Look through the records and copy each line with the string "back" in it.

##########

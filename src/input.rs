// Input normalizer: validates and canonicalizes the two free-form
// values the user can get wrong, pixel dates and graph colors. Both
// functions are pure so they can be exercised without a console or a
// network.

use chrono::NaiveDate;
use thiserror::Error;

/// The six graph colors accepted by pixe.la.
pub const CANONICAL_COLORS: [&str; 6] = ["shibafu", "momiji", "sora", "ichou", "ajisai", "kuro"];

/// Friendly-name aliases for the canonical colors.
pub const COLOR_ALIASES: [(&str, &str); 6] = [
    ("green", "shibafu"),
    ("red", "momiji"),
    ("blue", "sora"),
    ("yellow", "ichou"),
    ("purple", "ajisai"),
    ("black", "kuro"),
];

#[derive(Debug, Error, PartialEq, Eq)]
pub enum DateError {
    /// The value did not parse as a real calendar date in YYYY-MM-DD form.
    #[error("invalid date {0:?}: please use the format YYYY-MM-DD")]
    InvalidFormat(String),
}

#[derive(Debug, Error, PartialEq, Eq)]
pub enum ColorError {
    /// The value is neither a canonical color nor a known alias.
    #[error("unknown color {0:?}: pick one of shibafu (green), momiji (red), sora (blue), ichou (yellow), ajisai (purple), kuro (black)")]
    Unknown(String),
}

/// Convert a user-supplied date into the compact `YYYYMMDD` form the
/// service expects. An empty value means "today"; `today` is injected
/// by the caller so the defaulting is testable.
pub fn normalize_date(raw: &str, today: NaiveDate) -> Result<String, DateError> {
    if raw.is_empty() {
        return Ok(today.format("%Y%m%d").to_string());
    }
    NaiveDate::parse_from_str(raw, "%Y-%m-%d")
        .map(|date| date.format("%Y%m%d").to_string())
        .map_err(|_| DateError::InvalidFormat(raw.to_string()))
}

/// Resolve a color name to its canonical token. Accepts the canonical
/// tokens themselves and the friendly aliases, case-insensitively and
/// ignoring surrounding whitespace.
pub fn resolve_color(raw: &str) -> Result<&'static str, ColorError> {
    let wanted = raw.trim().to_lowercase();
    if let Some(&(_, canonical)) = COLOR_ALIASES.iter().find(|&&(alias, _)| alias == wanted) {
        return Ok(canonical);
    }
    if let Some(&canonical) = CANONICAL_COLORS.iter().find(|&&c| c == wanted) {
        return Ok(canonical);
    }
    Err(ColorError::Unknown(raw.trim().to_string()))
}

#[cfg(test)]
mod tests {
    use super::*;

    fn today() -> NaiveDate {
        NaiveDate::from_ymd_opt(2024, 3, 9).unwrap()
    }

    #[test]
    fn empty_date_defaults_to_injected_today() {
        assert_eq!(normalize_date("", today()).unwrap(), "20240309");
    }

    #[test]
    fn dashed_date_is_compacted() {
        assert_eq!(normalize_date("2023-01-05", today()).unwrap(), "20230105");
    }

    #[test]
    fn impossible_date_is_rejected() {
        assert_eq!(
            normalize_date("2023-13-40", today()),
            Err(DateError::InvalidFormat("2023-13-40".into()))
        );
    }

    #[test]
    fn compact_date_without_dashes_is_rejected() {
        assert!(normalize_date("20230105", today()).is_err());
    }

    #[test]
    fn alias_resolves_to_canonical() {
        assert_eq!(resolve_color("red").unwrap(), "momiji");
        assert_eq!(resolve_color("green").unwrap(), "shibafu");
    }

    #[test]
    fn canonical_tokens_pass_through() {
        assert_eq!(resolve_color("momiji").unwrap(), "momiji");
    }

    #[test]
    fn resolution_is_idempotent_for_every_canonical_color() {
        for color in CANONICAL_COLORS {
            let once = resolve_color(color).unwrap();
            assert_eq!(resolve_color(once).unwrap(), once);
        }
    }

    #[test]
    fn casing_and_whitespace_are_ignored() {
        assert_eq!(resolve_color("  Blue ").unwrap(), "sora");
        assert_eq!(resolve_color("KURO").unwrap(), "kuro");
    }

    #[test]
    fn unknown_color_is_rejected() {
        assert_eq!(resolve_color("pink"), Err(ColorError::Unknown("pink".into())));
    }
}
//! Profile reads and edits.
//!
//! Reads recompute the derived attributes (age, zodiac sign) from the
//! birth date and cache them back onto the document, so the scoring path
//! can consume them as plain stored fields. Edits are single-field
//! updates matching what the profile screen exposes.

use serde_json::{json, Value};
use tracing::{debug, warn};

use crate::error::{MatchError, Result, StoreError};
use crate::traits::store::{collections, Document, DocumentStore};
use crate::types::profile::{fields, Profile};

/// Profile read/edit service.
pub struct ProfileService<S: DocumentStore> {
    store: S,
}

impl<S: DocumentStore> ProfileService<S> {
    /// Create a service over a store handle.
    pub fn new(store: S) -> Self {
        Self { store }
    }

    /// Write a complete profile record, replacing any existing one.
    pub async fn create(&self, profile: &Profile) -> Result<()> {
        self.store
            .set_document(
                collections::USERS,
                &profile.user_id,
                profile.to_document(),
                false,
            )
            .await?;
        Ok(())
    }

    /// Fetch a profile, refreshing the derived age and zodiac sign from
    /// the birth date.
    ///
    /// Freshly derived values are cached back onto the document so later
    /// readers (including scoring) see them without re-deriving. A failed
    /// cache-back is logged and otherwise ignored; the read still
    /// succeeds with the fresh values.
    pub async fn fetch(&self, user_id: &str) -> Result<Profile> {
        let doc = self
            .store
            .get_document(collections::USERS, user_id)
            .await?
            .ok_or_else(|| MatchError::user_not_found(user_id))?;
        let mut profile = Profile::from_document(user_id, &doc);

        let derived_age = profile.derive_age(chrono::Utc::now());
        let derived_sign = profile.derive_sign();

        let mut deltas = Document::new();
        if let Some(age) = &derived_age {
            if profile.age.as_deref() != Some(age) {
                deltas.insert(fields::AGE.into(), json!(age));
            }
        }
        if let Some(sign) = derived_sign {
            if profile.astrological_sign != Some(sign) {
                deltas.insert(fields::SIGN.into(), json!(sign.as_str()));
            }
        }

        if !deltas.is_empty() {
            debug!(user_id = %user_id, "caching derived attributes");
            if let Err(e) = self
                .store
                .update_document(collections::USERS, user_id, deltas)
                .await
            {
                warn!(user_id = %user_id, error = %e, "failed to cache derived attributes");
            }
        }

        if derived_age.is_some() {
            profile.age = derived_age;
        }
        if derived_sign.is_some() {
            profile.astrological_sign = derived_sign;
        }
        Ok(profile)
    }

    /// Save the user's height.
    pub async fn save_height(&self, user_id: &str, height: impl Into<String>) -> Result<()> {
        self.save_field(user_id, fields::HEIGHT, json!(height.into()))
            .await
    }

    /// Save the user's academic major.
    pub async fn save_major(&self, user_id: &str, major: impl Into<String>) -> Result<()> {
        self.save_field(user_id, fields::MAJOR, json!(major.into()))
            .await
    }

    /// Save the user's hometown.
    pub async fn save_hometown(&self, user_id: &str, hometown: impl Into<String>) -> Result<()> {
        self.save_field(user_id, fields::HOMETOWN, json!(hometown.into()))
            .await
    }

    /// Save the user's class year.
    pub async fn save_year(&self, user_id: &str, year: impl Into<String>) -> Result<()> {
        self.save_field(user_id, fields::YEAR, json!(year.into()))
            .await
    }

    /// Save the user's photo URL list wholesale.
    pub async fn save_photos(&self, user_id: &str, photos: Vec<String>) -> Result<()> {
        self.save_field(user_id, fields::PHOTOS, json!(photos))
            .await
    }

    async fn save_field(&self, user_id: &str, field: &str, value: Value) -> Result<()> {
        let mut deltas = Document::new();
        deltas.insert(field.to_string(), value);
        self.store
            .update_document(collections::USERS, user_id, deltas)
            .await
            .map_err(|e| match e {
                StoreError::NotFound { .. } => MatchError::user_not_found(user_id),
                other => other.into(),
            })
    }
}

##########

RESPONSE TO THE EXERCISE
//! birth date and cache them back onto the document, so the scoring path
    /// Freshly derived values are cached back onto the document so later
    /// cache-back is logged and otherwise ignored; the read still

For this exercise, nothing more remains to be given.